Glial cell-intrinsic and non-cell autonomous toxicity in a Drosophila C9orf72 neurodegeneration model

The most common genetic cause of both familial amyotrophic lateral sclerosis (ALS) and frontotemporal dementia (FTD) is an expanded G ₄ C ₂ repeat in the first intron of the gene C9orf72. The C9orf72 repeat expansion is bidirectionally transcribed into sense and anti-sense RNA foci, and also produces dipeptide repeats (DPRs) via a non-canonical translation mechanism known as repeat-associated (RAN) translation. Each of these components of the G ₄ C ₂ repeat expansion cause neurodegenerative effects in animal models when expressed in neurons, but impacts from glial expression are more poorly understood. Here, we use glial cell type-specific expression of individual DPRs, of RNA repeat-only, or of the G ₄ C ₂ repeat that is capable of producing both DPRs and RNA repeats to systematically investigate both the glial cell-intrinsic and non-cell autonomous toxicity of each of these components. Our results show that as with neurons, the GR and G ₄ C ₂ transgenes, produce the highest degree of cell-intrinsic toxicity when expressed in glia. Both of these transgenes are capable of producing the GR DPR, which is also typically found to be the most toxic factor in neurons. We demonstrate that both the GR and G ₄ C ₂ transgenes cause activation of mdg4, an endogenous retrovirus (ERV). Such ERV expression is a hallmark of TDP-43 dysfunction that is commonly observed in C9orf72 patients and contributes to both cell intrinsic and non-cell autonomous toxicity. We find that only the G ₄ C ₂ transgene produces measurable non-cell autonomous effects that result in loss of nearby neurons.
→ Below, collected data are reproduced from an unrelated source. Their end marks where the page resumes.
//! 上下文快照与摘要存储
//!
//! 每次思考阶段写入一个 ContextSnapshot（自带回合计数 1, 2, 3 …），摘要与快照一一对应。
//! export / import 是唯一要求的持久化契约：import 总是先清空再加载，从不合并。

use chrono::{DateTime, Utc};
use serde::{Deserialize, Serialize};

use crate::core::AgentError;
use crate::memory::TokenEstimator;

/// 某一时刻的工作区上下文快照；创建后只会回填 summary 字段
#[derive(Clone, Debug, PartialEq, Serialize, Deserialize)]
pub struct ContextSnapshot {
    pub id: String,
    pub turn_number: u32,
    /// 所属 Turn 的 id；上下文计数与回合编号在恢复会话后可能不一致，按 id 对应
    #[serde(default)]
    pub turn_id: Option<String>,
    pub full_context: String,
    pub tool_calls: Vec<String>,
    pub token_count: usize,
    pub summary: Option<String>,
    pub created_at: DateTime<Utc>,
}

/// 快照的可读压缩
#[derive(Clone, Debug, PartialEq, Serialize, Deserialize)]
pub struct Summary {
    pub id: String,
    pub context_id: String,
    pub summary: String,
    pub insights: Vec<String>,
    pub created_at: DateTime<Utc>,
}

impl Summary {
    fn token_estimate(&self) -> usize {
        TokenEstimator::estimate(&self.summary)
            + self
                .insights
                .iter()
                .map(|i| TokenEstimator::estimate(i))
                .sum::<usize>()
    }

    fn matches(&self, needle_lower: &str) -> bool {
        self.summary.to_lowercase().contains(needle_lower)
            || self
                .insights
                .iter()
                .any(|i| i.to_lowercase().contains(needle_lower))
    }
}

/// export / import 的数据格式
#[derive(Clone, Debug, Default, PartialEq, Serialize, Deserialize)]
pub struct ContextMemoryExport {
    pub current_turn: u32,
    pub contexts: Vec<ContextSnapshot>,
    pub summaries: Vec<Summary>,
}

/// 追加式上下文存储（单会话独占）
#[derive(Clone, Debug, Default)]
pub struct ContextMemoryStore {
    current_turn: u32,
    contexts: Vec<ContextSnapshot>,
    summaries: Vec<Summary>,
}

impl ContextMemoryStore {
    pub fn new() -> Self {
        Self::default()
    }

    /// 写入快照；回合计数每次调用自增
    pub fn store_context(
        &mut self,
        full_context: impl Into<String>,
        tool_calls: Option<Vec<String>>,
    ) -> ContextSnapshot {
        self.current_turn += 1;
        let full_context = full_context.into();
        let snapshot = ContextSnapshot {
            id: format!("ctx_{}", uuid::Uuid::new_v4().simple()),
            turn_number: self.current_turn,
            turn_id: None,
            token_count: TokenEstimator::estimate(&full_context),
            full_context,
            tool_calls: tool_calls.unwrap_or_default(),
            summary: None,
            created_at: Utc::now(),
        };
        tracing::debug!(
            context_id = %snapshot.id,
            turn = snapshot.turn_number,
            tokens = snapshot.token_count,
            "context stored"
        );
        self.contexts.push(snapshot.clone());
        snapshot
    }

    /// 为已有快照写入摘要；快照不存在时返回 ContextNotFound。同一快照再次写入会替换旧摘要
    pub fn store_summary(
        &mut self,
        context_id: &str,
        summary: impl Into<String>,
        insights: Vec<String>,
    ) -> Result<Summary, AgentError> {
        let snapshot = self
            .contexts
            .iter_mut()
            .find(|c| c.id == context_id)
            .ok_or_else(|| AgentError::ContextNotFound(context_id.to_string()))?;

        let record = Summary {
            id: format!("sum_{}", context_id),
            context_id: context_id.to_string(),
            summary: summary.into(),
            insights,
            created_at: Utc::now(),
        };
        snapshot.summary = Some(record.id.clone());

        self.summaries.retain(|s| s.context_id != context_id);
        self.summaries.push(record.clone());
        Ok(record)
    }

    /// 记录快照所属的回合
    pub fn tag_turn(&mut self, context_id: &str, turn_id: &str) -> Result<(), AgentError> {
        let snapshot = self
            .contexts
            .iter_mut()
            .find(|c| c.id == context_id)
            .ok_or_else(|| AgentError::ContextNotFound(context_id.to_string()))?;
        snapshot.turn_id = Some(turn_id.to_string());
        Ok(())
    }

    pub fn get_context_for_turn(&self, turn_id: &str) -> Option<&ContextSnapshot> {
        self.contexts
            .iter()
            .find(|c| c.turn_id.as_deref() == Some(turn_id))
    }

    pub fn get_context(&self, context_id: &str) -> Option<&ContextSnapshot> {
        self.contexts.iter().find(|c| c.id == context_id)
    }

    pub fn get_context_by_turn(&self, turn_number: u32) -> Option<&ContextSnapshot> {
        self.contexts.iter().find(|c| c.turn_number == turn_number)
    }

    pub fn get_current_turn(&self) -> u32 {
        self.current_turn
    }

    /// 按所属快照的回合顺序返回全部摘要
    pub fn get_all_summaries(&self) -> Vec<Summary> {
        let mut summaries = self.summaries.clone();
        summaries.sort_by_key(|s| self.owner_turn(&s.context_id));
        summaries
    }

    /// 最近 k 条摘要（不足 k 条时返回全部）
    pub fn get_recent_summaries(&self, k: usize) -> Vec<Summary> {
        let all = self.get_all_summaries();
        let start = all.len().saturating_sub(k);
        all[start..].to_vec()
    }

    /// 对摘要正文与洞察做大小写不敏感的子串匹配
    pub fn search_summaries(&self, keyword: &str) -> Vec<Summary> {
        let needle = keyword.to_lowercase();
        self.get_all_summaries()
            .into_iter()
            .filter(|s| s.matches(&needle))
            .collect()
    }

    pub fn get_total_summary_tokens(&self) -> usize {
        self.summaries.iter().map(Summary::token_estimate).sum()
    }

    pub fn len(&self) -> usize {
        self.contexts.len()
    }

    pub fn is_empty(&self) -> bool {
        self.contexts.is_empty()
    }

    pub fn clear(&mut self) {
        self.current_turn = 0;
        self.contexts.clear();
        self.summaries.clear();
    }

    pub fn export(&self) -> ContextMemoryExport {
        ContextMemoryExport {
            current_turn: self.current_turn,
            contexts: self.contexts.clone(),
            summaries: self.get_all_summaries(),
        }
    }

    /// 完全替换当前状态
    pub fn import(&mut self, blob: ContextMemoryExport) {
        self.clear();
        self.current_turn = blob.current_turn;
        self.contexts = blob.contexts;
        self.summaries = blob.summaries;
        tracing::info!(
            contexts = self.contexts.len(),
            summaries = self.summaries.len(),
            turn = self.current_turn,
            "context memory imported"
        );
    }

    pub fn to_json(&self) -> Result<String, AgentError> {
        Ok(serde_json::to_string_pretty(&self.export())?)
    }

    pub fn from_json(&mut self, data: &str) -> Result<(), AgentError> {
        let blob: ContextMemoryExport = serde_json::from_str(data)?;
        self.import(blob);
        Ok(())
    }

    fn owner_turn(&self, context_id: &str) -> u32 {
        self.get_context(context_id)
            .map(|c| c.turn_number)
            .unwrap_or(u32::MAX)
    }
}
But manipulations of apoptosis reveal non-cell autonomous or systemic effects from either GR or G ₄ C ₂ expressing glia. Blocking apoptotic cell death of either GR or G ₄ C ₂ expressing glia via the p35 caspase inhibitor further exacerbates effects on lifespan and ablating such glia via expression of the proapoptotic reaper gene partially ameliorates these effects.